Home
Kata MutiaraIndonesiaAcehBaliBanjarBatakBekasiBetawiBugisCirebonGayoJawaKawiLampungLembakMakassarManadoMedanMinangNgapakOsingPapuaSasakSemarangSundaWalikanBiologiEkonomiEkonomi SyariahFarmasiFiqih IslamGaulGeografiGiziHukumInvestasiKedokteranKepolisianKesehatanKimiaMiliterLatinOtomotifPelayaranPerbankanPeribahasaPertambanganPertanianPKnPolitikPsikologiSansekertaSejarahSosiologiTeknologiTradingUngkapan
KAMUS PINTAR - KATA_MUTIARA
Disempurnakan Dengan AI Beta v2608.1
Dia baik, jadi aku takut menyakitinya (Pidi Baiq)
Arti kata Dia baik, jadi aku takut menyakitinya (Pidi Baiq) / arti Dia baik, jadi aku takut menyakitinya (Pidi Baiq) / definisi Dia baik, jadi aku takut menyakitinya (Pidi Baiq) / pengertian Dia baik, jadi aku takut menyakitinya (Pidi Baiq) / apa arti Dia baik, jadi aku takut menyakitinya (Pidi Baiq) :
Kata Romantis
Informasi Kata
| Jumlah Huruf | : | 49 |
| Jumlah Kata | : | 8 |
Kata Terkait
Dengan gagal merencanakan, Anda sedang merencanakan kegagalan. (Benjamin Franklin)
Dengan kesungguhan, kejujuran dan keikhlasan, kita bisa mendapatkan kemuliaan dalam hal apapun.

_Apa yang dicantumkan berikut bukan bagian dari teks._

//! Error types.
//!
//! Two layers:
//!
//! - [`SchemaError`] / [`PipelineError`] / [`ModelError`]: typed failures raised by
//!   the pipeline stages. Every `PipelineError` knows which [`Stage`] raised it.
//! - [`AppError`]: what the binary prints, with a process exit code.

use std::path::PathBuf;

use chrono::NaiveDate;
use thiserror::Error;

use crate::domain::{ColumnRole, DateWindow, SourceKind};

#[derive(Clone)]
pub struct AppError {
    exit_code: u8,
    message: String,
}

impl AppError {
    pub fn new(exit_code: u8, message: impl Into<String>) -> Self {
        Self {
            exit_code,
            message: message.into(),
        }
    }

    pub fn exit_code(&self) -> u8 {
        self.exit_code
    }
}

impl std::fmt::Display for AppError {
    fn fmt(&self, f: &mut std::fmt::Formatter<'_>) -> std::fmt::Result {
        write!(f, "{}", self.message)
    }
}

impl std::fmt::Debug for AppError {
    fn fmt(&self, f: &mut std::fmt::Formatter<'_>) -> std::fmt::Result {
        f.debug_struct("AppError")
            .field("exit_code", &self.exit_code)
            .field("message", &self.message)
            .finish()
    }
}

impl std::error::Error for AppError {}

impl From<PipelineError> for AppError {
    fn from(err: PipelineError) -> Self {
        AppError::new(err.exit_code(), format!("{} failed: {err}", err.stage()))
    }
}

/// Pipeline component that raised an error.
#[derive(Debug, Clone, Copy, PartialEq, Eq)]
pub enum Stage {
    Normalizer,
    ForecastAdapter,
    ComparisonEngine,
    Export,
}

impl std::fmt::Display for Stage {
    fn fmt(&self, f: &mut std::fmt::Formatter<'_>) -> std::fmt::Result {
        let name = match self {
            Stage::Normalizer => "schema normalizer",
            Stage::ForecastAdapter => "forecast adapter",
            Stage::ComparisonEngine => "comparison engine",
            Stage::Export => "export",
        };
        f.write_str(name)
    }
}

/// Unrecognized or malformed input structure.
#[derive(Debug, Clone, PartialEq, Error)]
pub enum SchemaError {
    #[error("{kind} export is missing the {role} column (accepted names: {})", .accepted.join(", "))]
    MissingColumn {
        kind: SourceKind,
        role: ColumnRole,
        accepted: Vec<&'static str>,
    },

    #[error("missing parameter `{name}`: {hint}")]
    MissingParameter { name: &'static str, hint: &'static str },

    #[error("duplicate date {date}{}", fmt_lines(.lines))]
    DuplicateDate {
        date: NaiveDate,
        /// Input lines of the first and the repeated record, when known.
        lines: Option<(usize, usize)>,
    },

    #[error("no valid rows remain after normalization ({rows_read} read, {dropped} dropped)")]
    NoValidRows { rows_read: usize, dropped: usize },

    #[error("malformed input: {0}")]
    Malformed(String),
}

fn fmt_lines(lines: &Option<(usize, usize)>) -> String {
    match lines {
        Some((first, again)) => format!(" (lines {first} and {again})"),
        None => String::new(),
    }
}

/// Failures of the forecasting engine behind the adapter seam.
#[derive(Debug, Clone, PartialEq, Error)]
pub enum ModelError {
    #[error("history is empty")]
    EmptyHistory,

    #[error("least-squares system is singular for candidate {0}")]
    Singular(String),

    #[error("no candidate configuration could be fitted ({0})")]
    NoCandidates(String),
}

#[derive(Debug, Error)]
pub enum PipelineError {
    #[error(transparent)]
    Schema(#[from] SchemaError),

    #[error("insufficient data: {distinct_dates} distinct date(s), at least {required} required to fit a trend")]
    InsufficientData { distinct_dates: usize, required: usize },

    #[error(transparent)]
    Model(#[from] ModelError),

    #[error("comparison window of {window_days} day(s) is invalid: it must be at least one day and stay within the calendar range")]
    InvalidWindow { window_days: u32 },

    #[error("forecast horizon of {horizon_days} day(s) runs past the calendar range")]
    InvalidHorizon { horizon_days: u32 },

    #[error("forecast series is empty")]
    EmptyForecast,

    #[error(
        "baseline window {window} sums to zero; change against {sum_b:.2} is an infinite/undefined increase"
    )]
    DivisionByZero { window: DateWindow, sum_b: f64 },

    #[error("cannot access '{}': {source}", .path.display())]
    Io {
        stage: Stage,
        path: PathBuf,
        #[source]
        source: std::io::Error,
    },

    #[error("CSV error while {context}: {source}")]
    Csv {
        context: String,
        #[source]
        source: csv::Error,
    },

    #[error("JSON error while {context}: {source}")]
    Json {
        context: String,
        #[source]
        source: serde_json::Error,
    },
}

impl PipelineError {
    /// Component that raised the error.
    pub fn stage(&self) -> Stage {
        match self {
            PipelineError::Schema(_) => Stage::Normalizer,
            PipelineError::InsufficientData { .. } | PipelineError::InvalidHorizon { .. } | PipelineError::Model(_) => {
                Stage::ForecastAdapter
            }
            PipelineError::InvalidWindow { .. }
            | PipelineError::EmptyForecast
            | PipelineError::DivisionByZero { .. } => Stage::ComparisonEngine,
            PipelineError::Io { stage, .. } => *stage,
            PipelineError::Csv { .. } | PipelineError::Json { .. } => Stage::Export,
        }
    }

    /// Exit code: 2 = input/config, 3 = degenerate data, 4 = engine failure.
    pub fn exit_code(&self) -> u8 {
        match self {
            PipelineError::Schema(_)
            | PipelineError::InvalidWindow { .. }
            | PipelineError::InvalidHorizon { .. }
            | PipelineError::Io { .. }
            | PipelineError::Csv { .. }
            | PipelineError::Json { .. } => 2,
            PipelineError::InsufficientData { .. }
            | PipelineError::EmptyForecast
            | PipelineError::DivisionByZero { .. } => 3,
            PipelineError::Model(_) => 4,
        }
    }
}

#[cfg(test)]
mod tests {
    use super::*;

    #[test]
    fn missing_column_names_role_and_synonyms() {
        let err = SchemaError::MissingColumn {
            kind: SourceKind::Ahrefs,
            role: ColumnRole::Value,
            accepted: vec!["Organic Traffic", "Traffic"],
        };
        let msg = err.to_string();
        assert!(msg.contains("Ahrefs"), "{msg}");
        assert!(msg.contains("value"), "{msg}");
        assert!(msg.contains("Organic Traffic, Traffic"), "{msg}");
    }

    #[test]
    fn app_error_carries_stage_and_exit_code() {
        let err = PipelineError::InsufficientData {
            distinct_dates: 1,
            required: 2,
        };
        let app: AppError = err.into();
        assert_eq!(app.exit_code(), 3);
        assert!(app.to_string().starts_with("forecast adapter failed"));
    }
}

Denganmu, hatiku telah menemukan ritmenya.
Dengarkan semua orang, tapi jangan percaya semua yang mereka katakan. Kadang berguna, kadang bisa juga salah.
Di malam yang sunyi,di suasana yang sepi dan tak terasa rintik hujan pun turun entah kenapa hanya kau yang ingin kutemui, tuk mengatakan "GENTENG RUMAH LO BOCOR".
Dia hanya ingin tahu bagaimana rasanya… debaran-debaran penuh kejutan, sensasi bahagia sekaligus cemas saat bertemu, duduk bersama seseorang tanpa hal-hal romantis yang berlebihan, membahas topik-topik tidak penting seharian penuh. (Alvi Syahrin)
Dia mencintai tidak cuma dengan hati. Tapi seluruh jiwanya. Bukan basa-basi surat cinta, tidak cuma rayuan gombal, tapi fakta. Dia cinta kamu tanpa pilihandidalam seumur hidupnya (Rectoverso, Dee Lestari)
Dia yang menciptakan mata nyamuk adalah Dzat yang menciptakan matahari. Bediuzzaman Said Nursi
Dialah matahari yang menghapus mendungku selama ini. (Dwitasari)
Dibalik derai air mata yang kamu cucurkan saat ini, ada gelak tawa yang menantikanmu di masa depan. Kesedihan saat ini hanyalah media belajar agar bisa tertawa lepas di masa yang akan datang.